If that were not enough, we can add to the list of problems with p-values that so many scientists misunderstand and misuse them. In my experience, few people outside of the specialist statistics community have any real understanding of what a p-value actually is. So most people use p-values as a blackbox method and even then there are problems, because, due to a historical accident, conclusions are usually based on whether p<0.05. If we were to reset the threshold today, we would surely choose a stricter cut-off.
So, good for Basic and Applied Social Psychology, they have done the scientific world a great favour and I’m sure that people will look back on the banning of p-values as an important step forward.

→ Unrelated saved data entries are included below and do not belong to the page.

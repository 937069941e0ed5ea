//! In-process stand-in for the upstream store backend, mimicking the
//! json-server shape the admin service talks to.

use std::sync::{Arc, Mutex};

use axum::{
    Json, Router,
    extract::{Path, State},
    http::StatusCode,
    routing::get,
};
use serde_json::{Value, json};

#[derive(Clone, Default)]
pub struct MockStore {
    pub users: Arc<Mutex<Vec<Value>>>,
    pub products: Arc<Mutex<Vec<Value>>>,
    pub orders: Arc<Mutex<Vec<Value>>>,
    /// Number of PUT /orders/{id} calls, to assert that rejected transitions
    /// never reach the backend.
    pub order_puts: Arc<Mutex<usize>>,
}

impl MockStore {
    pub fn order_put_count(&self) -> usize {
        *self.order_puts.lock().unwrap()
    }

    pub fn order_status(&self, id: &str) -> Option<String> {
        self.orders
            .lock()
            .unwrap()
            .iter()
            .find(|o| o["id"] == id)
            .and_then(|o| o["status"].as_str().map(str::to_string))
    }

    pub fn product_count(&self) -> usize {
        self.products.lock().unwrap().len()
    }
}

/// Mixed-shape fixture data covering both backend revisions.
pub fn seeded_store() -> MockStore {
    let store = MockStore::default();

    *store.users.lock().unwrap() = vec![
        json!({"id": "u1", "fullName": "Nguyễn Văn A", "email": "a@example.com", "isAdmin": true}),
        json!({"id": "u2", "fullName": "Trần Thị B", "email": "b@example.com"}),
        json!({"id": "u3", "fullName": "Lê Văn C", "email": "c@example.com", "isAdmin": false}),
    ];

    *store.products.lock().unwrap() = vec![
        json!({
            "id": "p1", "name": "Monstera Deliciosa", "price": "520.000đ", "quantity": 4,
            "type": "plant", "lightPreference": "Ưa sáng", "new": true,
            "images": ["monstera-1.png", "monstera-2.png"]
        }),
        json!({
            "id": "p2", "name": "Ceramic pot", "price": "90.000đ", "quantity": 10,
            "type": "pot", "size": "M", "image": "ceramic.png"
        }),
        json!({
            "id": "p3", "name": "Terracotta pot", "price": "70.000đ", "quantity": 6,
            "type": "plantpot", "size": "L", "image": "terracotta.png"
        }),
        json!({
            "id": "p4", "name": "Watering can", "price": "45.000đ", "quantity": 12,
            "type": "accessory", "origin": "Việt Nam", "image": "can.png"
        }),
    ];

    *store.orders.lock().unwrap() = vec![
        // older revision: flat contact fields, formatted total, ISO timestamp
        json!({
            "id": "ord-100", "userId": "u2",
            "fullName": "Trần Thị B", "email": "b@example.com",
            "phoneNumber": "0901234567", "address": "12 Nguyễn Trãi",
            "products": [
                {"id": "li1", "productId": "p1", "name": "Monstera Deliciosa", "price": "520.000đ", "quantity": 2}
            ],
            "totalPrice": "100.000đ",
            "paymentMethod": 1,
            "status": "completed",
            "createdAt": "2024-01-05T09:30:00Z"
        }),
        // newer revision: nested customerInfo, numeric amounts
        json!({
            "id": "ord-200", "userId": "u3",
            "customerInfo": {
                "fullName": "Lê Văn C", "email": "c@example.com",
                "phoneNumber": "0987654321", "address": "5 Lý Thường Kiệt"
            },
            "items": [
                {"id": "li2", "name": "Ceramic pot", "price": 90000, "quantity": 1}
            ],
            "totalAmount": 35000,
            "shippingFee": 15000,
            "finalAmount": 50000,
            "paymentMethod": "cod",
            "status": "pending",
            "orderDate": "2024-01-06"
        }),
        json!({
            "id": "ord-300", "userId": "u2",
            "fullName": "Trần Thị B", "email": "b@example.com",
            "phoneNumber": "0901234567", "address": "12 Nguyễn Trãi",
            "products": [],
            "totalPrice": "200.000đ",
            "status": "completed",
            "createdAt": "2024-02-10T14:00:00Z"
        }),
        json!({
            "id": "ord-400", "userId": "u3",
            "customerInfo": {
                "fullName": "Lê Văn C", "email": "c@example.com",
                "phoneNumber": "0987654321", "address": "5 Lý Thường Kiệt"
            },
            "items": [],
            "finalAmount": 80000,
            "status": "cancelled",
            "orderDate": "2024-01-20"
        }),
    ];

    store
}

/// Bind the mock store on an ephemeral port and return its base URL.
pub async fn spawn_mock_store(store: MockStore) -> String {
    let router = Router::new()
        .route("/users", get(list_users))
        .route("/products", get(list_products).post(create_product))
        .route(
            "/products/{id}",
            axum::routing::put(update_product).delete(delete_product),
        )
        .route("/orders", get(list_orders))
        .route("/orders/{id}", get(get_order).put(put_order))
        .with_state(store);

    let listener = tokio::net::TcpListener::bind("127.0.0.1:0").await.unwrap();
    let addr = listener.local_addr().unwrap();
    tokio::spawn(async move {
        axum::serve(listener, router).await.unwrap();
    });

    format!("http://{}", addr)
}

async fn list_users(State(store): State<MockStore>) -> Json<Value> {
    Json(Value::Array(store.users.lock().unwrap().clone()))
}

async fn list_products(State(store): State<MockStore>) -> Json<Value> {
    Json(Value::Array(store.products.lock().unwrap().clone()))
}

async fn create_product(
    State(store): State<MockStore>,
    Json(mut record): Json<Value>,
) -> (StatusCode, Json<Value>) {
    let id = uuid::Uuid::new_v4().to_string();
    record["id"] = Value::String(id);
    store.products.lock().unwrap().push(record.clone());
    (StatusCode::CREATED, Json(record))
}

async fn update_product(
    State(store): State<MockStore>,
    Path(id): Path<String>,
    Json(record): Json<Value>,
) -> Result<Json<Value>, StatusCode> {
    let mut products = store.products.lock().unwrap();
    match products.iter_mut().find(|p| p["id"] == id.as_str()) {
        Some(existing) => {
            *existing = record.clone();
            Ok(Json(record))
        }
        None => Err(StatusCode::NOT_FOUND),
    }
}

async fn delete_product(
    State(store): State<MockStore>,
    Path(id): Path<String>,
) -> Result<Json<Value>, StatusCode> {
    let mut products = store.products.lock().unwrap();
    let before = products.len();
    products.retain(|p| p["id"] != id.as_str());
    if products.len() == before {
        return Err(StatusCode::NOT_FOUND);
    }
    Ok(Json(json!({})))
}

async fn list_orders(State(store): State<MockStore>) -> Json<Value> {
    Json(Value::Array(store.orders.lock().unwrap().clone()))
}

async fn get_order(
    State(store): State<MockStore>,
    Path(id): Path<String>,
) -> Result<Json<Value>, StatusCode> {
    store
        .orders
        .lock()
        .unwrap()
        .iter()
        .find(|o| o["id"] == id.as_str())
        .cloned()
        .map(Json)
        .ok_or(StatusCode::NOT_FOUND)
}

async fn put_order(
    State(store): State<MockStore>,
    Path(id): Path<String>,
    Json(record): Json<Value>,
) -> Result<Json<Value>, StatusCode> {
    *store.order_puts.lock().unwrap() += 1;
    let mut orders = store.orders.lock().unwrap();
    match orders.iter_mut().find(|o| o["id"] == id.as_str()) {
        Some(existing) => {
            *existing = record.clone();
            Ok(Json(record))
        }
        None => Err(StatusCode::NOT_FOUND),
    }
}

The Journal’s ban extends to confidence intervals, as logically it must once p-values have been dropped, and they even express doubts about Bayesian methods, so they end up with something that is very close to an attack on statistics, masquerading as an attack on p-values.
In fact, their doubts about Bayesian statistics are, in themselves, quite interesting. The editors attack the Laplacian assumption that ignorance can be expressed by equal probabilities. Effectively an attack on the adoption of the flat priors that is so common in poor quality Bayesian analyses. So I am even in sympathy with those views.
Where the ban turns into glorious farce is that the editors have so little that is positive to offer as an alternative.
For instance, they say “we encourage the use of larger sample sizes than is typical in much psychological research”. I would certainly give my students a hard time if they said something like that. How large is large? The statement means nothing unless you have a method for defining the necessary sample size and how do you do that without a calculation that comes very close to depending on the standard error, which in turn is linked to the p-value.
The editors’ other requirement is for “strong descriptive statistics, including effect sizes”. So I do a “large” psychological experiment and I find a 6% difference between the average scores of men and women. What do you conclude? Without some consideration of sampling variation you can conclude nothing. So I tell you that men scored between 30 and 80 and women between 28 and 85. Descriptive but still not enough. Already you will probably be saying to yourself, a range of 50, so the standard deviation must have been just over 10, if I knew the sample size I could calculate the standard error of the mean.
Drop p-values by all means but you cannot escape from a consideration of random variation.
Banning p-values and then leaving the authors without firm guidance is gloriously daft. It is a pity that the editors missed the opportunity to advocate subjective Bayesian analysis or pure likelihood analysis, but I am really pleased that they have taken a step in the right direction. Their journal will suffer, but science will gain.